* DIRECTIONS:
Copy each line of the records that contains the word "PartialEq".

GIVEN DATA section start

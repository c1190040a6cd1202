pub mod memory;
pub mod redis;
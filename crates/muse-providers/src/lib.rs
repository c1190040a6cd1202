#![allow(
    clippy::must_use_candidate,
    clippy::missing_errors_doc,
    clippy::missing_const_for_fn
)]

//! Generation provider adapters
//!
//! Every external service sits behind the [`GenerationProvider`] trait and
//! maps its failures into the small [`ProviderError`] taxonomy, so the
//! orchestrator never branches on which provider it is talking to. The
//! registry resolves configured adapters at startup; unknown names fail
//! the build, not the request.

mod error;
mod prompts;
mod provider;
mod registry;
pub mod template;

pub use error::ProviderError;
pub use provider::{GenerationProvider, ProviderRequest};
pub use registry::ProviderRegistry;
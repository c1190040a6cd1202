use std::{sync::Arc, time::Instant};

use dashmap::DashMap;
use jiff::Timestamp;
use muse_cache::{CacheStats, CachedArtifact, ResultCache, fingerprint};
use muse_config::Config;
use muse_core::{GenerationRequest, GenerationResult, Identity, MetricType};
use muse_history::{
    GenerationRecord, HistoryFilter, HistoryStore, Pagination, ProviderAttempt, RecordPatch, RecordStatus,
};
use muse_providers::{ProviderError, ProviderRegistry, ProviderRequest, template};
use muse_quota::{MemoryUsageStore, QuotaLedger, UsageCheck};
use muse_ratelimit::OperationLimiter;
use strum::IntoEnumIterator;
use tokio::sync::OnceCell;

use crate::{
    admin::{OperationAvailability, ServiceAvailability},
    error::GenerateError,
    validate,
};

/// The generation orchestrator
///
/// Owns the decision sequence; the cache, limiter, ledger, and history
/// store are each owned by their component and reached only through
/// their interfaces.
pub struct Orchestrator {
    config: Arc<Config>,
    registry: ProviderRegistry,
    cache: ResultCache,
    limiter: OperationLimiter,
    quota: QuotaLedger,
    history: Arc<dyn HistoryStore>,
    /// At most one in-flight generation per fingerprint; late arrivals
    /// await the leader's cell instead of invoking a provider themselves
    inflight: DashMap<String, Arc<OnceCell<GenerationResult>>>,
}

impl Orchestrator {
    /// Assemble from pre-built components
    pub fn new(
        config: Arc<Config>,
        registry: ProviderRegistry,
        cache: ResultCache,
        limiter: OperationLimiter,
        quota: QuotaLedger,
        history: Arc<dyn HistoryStore>,
    ) -> Self {
        Self {
            config,
            registry,
            cache,
            limiter,
            quota,
            history,
            inflight: DashMap::new(),
        }
    }

    /// Build everything from configuration with in-memory usage counters
    ///
    /// Production deployments that need shared counters construct the
    /// components themselves and use [`Orchestrator::new`].
    ///
    /// # Errors
    ///
    /// Returns an error if a provider or rate-limit section is invalid
    pub fn from_config(config: Arc<Config>, history: Arc<dyn HistoryStore>) -> anyhow::Result<Self> {
        let registry = ProviderRegistry::from_config(&config)
            .map_err(|e| anyhow::anyhow!("failed to initialize provider registry: {e}"))?;
        let cache = ResultCache::new(&config.cache);
        let limiter = muse_ratelimit::create_limiter(&config.rate_limit)
            .map_err(|e| anyhow::anyhow!("failed to initialize rate limiter: {e}"))?;
        let quota = QuotaLedger::new(Arc::new(config.quota.clone()), Arc::new(MemoryUsageStore::new()));

        Ok(Self::new(config, registry, cache, limiter, quota, history))
    }

    /// Run one generation request through the full decision sequence
    ///
    /// Cache hits are free: no rate-limit, quota, or history side effects.
    /// Real attempts consume quota whether or not a provider succeeded:
    /// the degraded fallback still occupies a generation slot, and nothing
    /// refunds it afterwards.
    pub async fn generate(&self, request: GenerationRequest) -> Result<GenerationResult, GenerateError> {
        validate::validate(&request)?;

        let routing = self.config.routing_for(request.operation);
        let fp = fingerprint(&request, routing.user_scoped);

        if let Some(hit) = self.cache.get(&fp) {
            return Ok(GenerationResult {
                output: hit.value,
                provider: hit.provider,
                from_cache: true,
                degraded: false,
                record_id: None,
            });
        }

        // Clone the cell out of the entry guard before awaiting anything
        let cell = self
            .inflight
            .entry(fp.clone())
            .or_insert_with(|| Arc::new(OnceCell::new()))
            .clone();

        let result = cell
            .get_or_try_init(|| self.generate_uncoalesced(&request, &routing, &fp))
            .await
            .cloned();

        self.inflight.remove(&fp);
        result
    }

    /// The post-cache, post-coalescing path: gates, provider loop,
    /// persistence, cache/quota updates
    async fn generate_uncoalesced(
        &self,
        request: &GenerationRequest,
        routing: &muse_config::OperationRouting,
        fp: &str,
    ) -> Result<GenerationResult, GenerateError> {
        let user_id = &request.user.user_id;
        let metric = request.operation.metric_type();

        self.limiter.check(user_id, request.operation.operation_class()).await?;

        let snapshot = serde_json::json!({
            "payload": request.payload,
            "options": request.options,
            "preferred_providers": request.preferred_providers,
        });
        let record = GenerationRecord::pending(user_id.clone(), request.operation, snapshot);
        let record_id = record.id;

        // Admission and billing are one atomic compare-and-increment,
        // keyed by the record id: concurrent requests cannot overfill the
        // limit, and a retry of this attempt cannot double-count. The
        // slot is never refunded, whatever happens below.
        self.quota.reserve(&request.user, metric, &record_id.to_string()).await?;

        let started = Instant::now();

        // Failing to open the record is surfaced: with no record there is
        // no audit trail for the attempt
        self.history.save(record).await?;
        self.history
            .update(record_id, RecordPatch {
                status: Some(RecordStatus::Processing),
                ..RecordPatch::default()
            })
            .await?;

        let provider_request = ProviderRequest {
            operation: request.operation,
            payload: &request.payload,
            options: &request.options,
        };
        let timeout = routing.timeout(request.operation);

        let mut attempts: Vec<ProviderAttempt> = Vec::new();
        let mut outcome = None;

        for provider in self
            .registry
            .candidates(request.operation, &request.preferred_providers, &routing.providers)
        {
            match tokio::time::timeout(timeout, provider.invoke(provider_request)).await {
                Ok(Ok(output)) => {
                    outcome = Some((output, provider.name().to_owned()));
                    break;
                }
                Ok(Err(error)) => {
                    tracing::warn!(
                        provider = provider.name(),
                        operation = %request.operation,
                        error = %error,
                        "provider attempt failed, trying next candidate"
                    );
                    attempts.push(ProviderAttempt {
                        provider: provider.name().to_owned(),
                        error: error.to_string(),
                    });
                }
                Err(_elapsed) => {
                    tracing::warn!(
                        provider = provider.name(),
                        operation = %request.operation,
                        timeout_secs = timeout.as_secs(),
                        "provider attempt timed out, trying next candidate"
                    );
                    attempts.push(ProviderAttempt {
                        provider: provider.name().to_owned(),
                        error: ProviderError::Timeout.to_string(),
                    });
                }
            }
        }

        let (output, provider_name, degraded) = match outcome {
            Some((output, name)) => (output, name, false),
            None => {
                tracing::warn!(
                    operation = %request.operation,
                    attempted = attempts.len(),
                    "all providers failed, synthesizing local fallback"
                );
                let output = template::synthesize(request.operation, &request.payload, &request.options);
                (output, template::PROVIDER_NAME.to_owned(), true)
            }
        };

        let elapsed_ms = u64::try_from(started.elapsed().as_millis()).unwrap_or(u64::MAX);
        let patch = RecordPatch {
            status: Some(RecordStatus::Completed),
            refined_output: Some(output.clone()),
            provider_used: Some(provider_name.clone()),
            attempts: Some(attempts),
            degraded: Some(degraded),
            error_message: None,
            processing_time_ms: Some(elapsed_ms),
            completed_at: Some(Timestamp::now()),
        };

        // The artifact exists at this point; a failed history write is
        // logged, not returned
        if let Err(error) = self.history.update(record_id, patch).await {
            tracing::error!(
                user_id = %user_id,
                record_id = %record_id,
                error = %error,
                "generation succeeded but history update failed"
            );
        }

        // Template filler must never be served as if a provider made it
        if !degraded {
            self.cache.put(
                fp,
                CachedArtifact {
                    value: output.clone(),
                    provider: provider_name.clone(),
                },
                routing.cache_ttl(),
            );
        }

        Ok(GenerationResult {
            output,
            provider: provider_name,
            from_cache: false,
            degraded,
            record_id: Some(record_id),
        })
    }

    /// A user's generation history, newest first
    pub async fn history(
        &self,
        user_id: &str,
        filter: &HistoryFilter,
        page: Pagination,
    ) -> Result<Vec<GenerationRecord>, GenerateError> {
        Ok(self.history.list(user_id, filter, page).await?)
    }

    /// Result cache statistics
    pub fn cache_stats(&self) -> CacheStats {
        self.cache.stats()
    }

    /// Drop every cached artifact
    pub fn clear_caches(&self) {
        self.cache.invalidate_all();
    }

    /// Per-metric usage standing for a user
    pub async fn service_quotas(&self, user: &Identity) -> Result<Vec<(MetricType, UsageCheck)>, GenerateError> {
        let mut quotas = Vec::new();
        for metric in MetricType::iter() {
            quotas.push((metric, self.quota.check(user, metric).await?));
        }
        Ok(quotas)
    }

    /// Which operations currently have provider coverage
    ///
    /// Inspects the registry and routing tables only; no provider is
    /// called.
    pub fn check_availability(&self) -> ServiceAvailability {
        let operations = muse_core::Operation::iter()
            .map(|operation| {
                let routing = self.config.routing_for(operation);
                let providers: Vec<String> = self
                    .registry
                    .candidates(operation, &[], &routing.providers)
                    .iter()
                    .map(|provider| provider.name().to_owned())
                    .collect();
                (operation, OperationAvailability {
                    available: !providers.is_empty(),
                    providers,
                })
            })
            .collect();

        ServiceAvailability { operations }
    }
}
use jiff::Timestamp;
use muse_core::Operation;
use serde::Serialize;
use serde_json::Value;
use uuid::Uuid;

/// Lifecycle of a generation record
///
/// `Pending -> Processing -> {Completed | Failed}`; terminal states
/// absorb.
#[derive(Debug, Clone, Copy, PartialEq, Eq, Serialize)]
#[serde(rename_all = "snake_case")]
pub enum RecordStatus {
    /// Accepted, not yet dispatched to a provider
    Pending,
    /// A provider attempt is in flight
    Processing,
    /// Finished with an artifact (possibly degraded)
    Completed,
    /// No artifact could be produced
    ///
    /// The in-process flow always closes a record as `Completed`, since
    /// the template fallback cannot fail; this state is reserved for
    /// flows without that fallback, such as external worker backends.
    Failed,
}

impl RecordStatus {
    /// Whether this status accepts no further transitions
    pub const fn is_terminal(self) -> bool {
        matches!(self, Self::Completed | Self::Failed)
    }

    /// Whether moving to `next` preserves monotonicity
    pub const fn can_transition_to(self, next: Self) -> bool {
        matches!(
            (self, next),
            (Self::Pending, Self::Processing) | (Self::Processing, Self::Completed | Self::Failed)
        )
    }
}

/// One provider attempt and why it failed
#[derive(Debug, Clone, Serialize)]
pub struct ProviderAttempt {
    /// Provider name
    pub provider: String,
    /// Failure reason from the adapter
    pub error: String,
}

/// Persisted record of a generation attempt
#[derive(Debug, Clone, Serialize)]
#[serde(rename_all = "camelCase")]
pub struct GenerationRecord {
    /// Record identifier, also the quota idempotency key
    pub id: Uuid,
    /// Requesting user
    pub user_id: String,
    /// Artist the artifact belongs to, when the payload names one
    #[serde(skip_serializing_if = "Option::is_none")]
    pub artist_id: Option<String>,
    /// Requested operation
    pub operation: Operation,
    /// Request payload + options as submitted
    pub input_snapshot: Value,
    /// Final artifact
    #[serde(skip_serializing_if = "Option::is_none")]
    pub refined_output: Option<Value>,
    /// Provider that produced the output
    #[serde(skip_serializing_if = "Option::is_none")]
    pub provider_used: Option<String>,
    /// Lifecycle status
    pub status: RecordStatus,
    /// Failed provider attempts, in the order they were tried
    pub attempts: Vec<ProviderAttempt>,
    /// Whether the output came from the local template fallback
    pub degraded: bool,
    /// Terminal error, when failed
    #[serde(skip_serializing_if = "Option::is_none")]
    pub error_message: Option<String>,
    /// Wall time spent on the attempt
    pub processing_time_ms: u64,
    /// When the request was accepted
    pub created_at: Timestamp,
    /// When the record reached a terminal state
    #[serde(skip_serializing_if = "Option::is_none")]
    pub completed_at: Option<Timestamp>,
}

impl GenerationRecord {
    /// New pending record for an accepted request
    pub fn pending(user_id: impl Into<String>, operation: Operation, input_snapshot: Value) -> Self {
        let artist_id = input_snapshot
            .get("payload")
            .and_then(|payload| payload.get("artist_id"))
            .and_then(Value::as_str)
            .map(str::to_owned);

        Self {
            id: Uuid::new_v4(),
            user_id: user_id.into(),
            artist_id,
            operation,
            input_snapshot,
            refined_output: None,
            provider_used: None,
            status: RecordStatus::Pending,
            attempts: Vec::new(),
            degraded: false,
            error_message: None,
            processing_time_ms: 0,
            created_at: Timestamp::now(),
            completed_at: None,
        }
    }
}

/// Partial update applied to a record
#[derive(Debug, Clone, Default)]
pub struct RecordPatch {
    /// New status; validated against the current one
    pub status: Option<RecordStatus>,
    /// Final artifact
    pub refined_output: Option<Value>,
    /// Provider that produced the output
    pub provider_used: Option<String>,
    /// Failed attempts accumulated so far
    pub attempts: Option<Vec<ProviderAttempt>>,
    /// Degraded-fallback flag
    pub degraded: Option<bool>,
    /// Terminal error message
    pub error_message: Option<String>,
    /// Wall time spent
    pub processing_time_ms: Option<u64>,
    /// Terminal timestamp
    pub completed_at: Option<Timestamp>,
}
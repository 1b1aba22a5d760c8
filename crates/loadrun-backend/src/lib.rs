//! Container engine backends for loadrun
//!
//! This crate drives a container engine (Docker or Podman) through its CLI and
//! exposes it behind the [`ContainerBackend`] capability set the distributed
//! orchestrator depends on.
//!
//! # Example
//!
//! ```rust,no_run
//! use loadrun_backend::{backend_for, ContainerBackend};
//! use loadrun_core::ContainerSystem;
//!
//! async fn check() -> Result<(), Box<dyn std::error::Error>> {
//!     let backend = backend_for(ContainerSystem::Docker);
//!     let exists = backend.image_exists("my-project:latest").await?;
//!     println!("image present: {}", exists);
//!     Ok(())
//! }
//! ```

mod backend;
mod cli;
mod dialect;
mod error;

// Re-export main types
pub use backend::{
    BuildRequest, ContainerBackend, ContainerId, ContainerSpec, HealthCheck, Mount, MountKind,
};
pub use cli::{backend_for, probe, CliBackend, DockerBackend, PodmanBackend};
pub use dialect::{parse_health, Dialect, Docker, Podman};
pub use error::BackendError;
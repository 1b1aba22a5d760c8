//! Newtype wrapper for the run identifier.

use serde::{Deserialize, Serialize};
use std::fmt;
use uuid::Uuid;

use crate::CoreError;

/// Identifier namespacing every resource created for one invocation.
///
/// Only lowercase ASCII letters, digits, `-` and `_` are accepted so the id can
/// be embedded verbatim in container, network and volume names.
#[derive(Debug, Clone, PartialEq, Eq, Hash, Serialize, Deserialize)]
pub struct RunId(String);

impl RunId {
    /// Parse a user-supplied run id.
    ///
    /// Uppercase letters are folded to lowercase; anything else outside the
    /// allowed alphabet is rejected.
    pub fn parse(id: impl AsRef<str>) -> Result<Self, CoreError> {
        let id = id.as_ref().trim().to_ascii_lowercase();

        if id.is_empty() {
            return Err(CoreError::InvalidInput("run id cannot be empty".to_string()));
        }

        if let Some(c) = id
            .chars()
            .find(|c| !(c.is_ascii_lowercase() || c.is_ascii_digit() || *c == '-' || *c == '_'))
        {
            return Err(CoreError::InvalidInput(format!(
                "run id '{}' contains invalid character '{}'",
                id, c
            )));
        }

        Ok(Self(id))
    }

    /// Generate a new random RunId.
    pub fn generate() -> Self {
        let mut id = Uuid::new_v4().simple().to_string();
        id.truncate(8);
        Self(id)
    }

    /// Get the inner string reference.
    pub fn as_str(&self) -> &str {
        &self.0
    }

    /// Consume and return the inner string.
    pub fn into_inner(self) -> String {
        self.0
    }
}

impl fmt::Display for RunId {
    fn fmt(&self, f: &mut fmt::Formatter<'_>) -> fmt::Result {
        write!(f, "{}", self.0)
    }
}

GIVEN DATA section end

* SOLUTION BELOW:
#[derive(Debug, Clone, Copy, PartialEq, Eq, Serialize)]
#[derive(Debug, Clone, PartialEq, Eq, Hash, Serialize, Deserialize)]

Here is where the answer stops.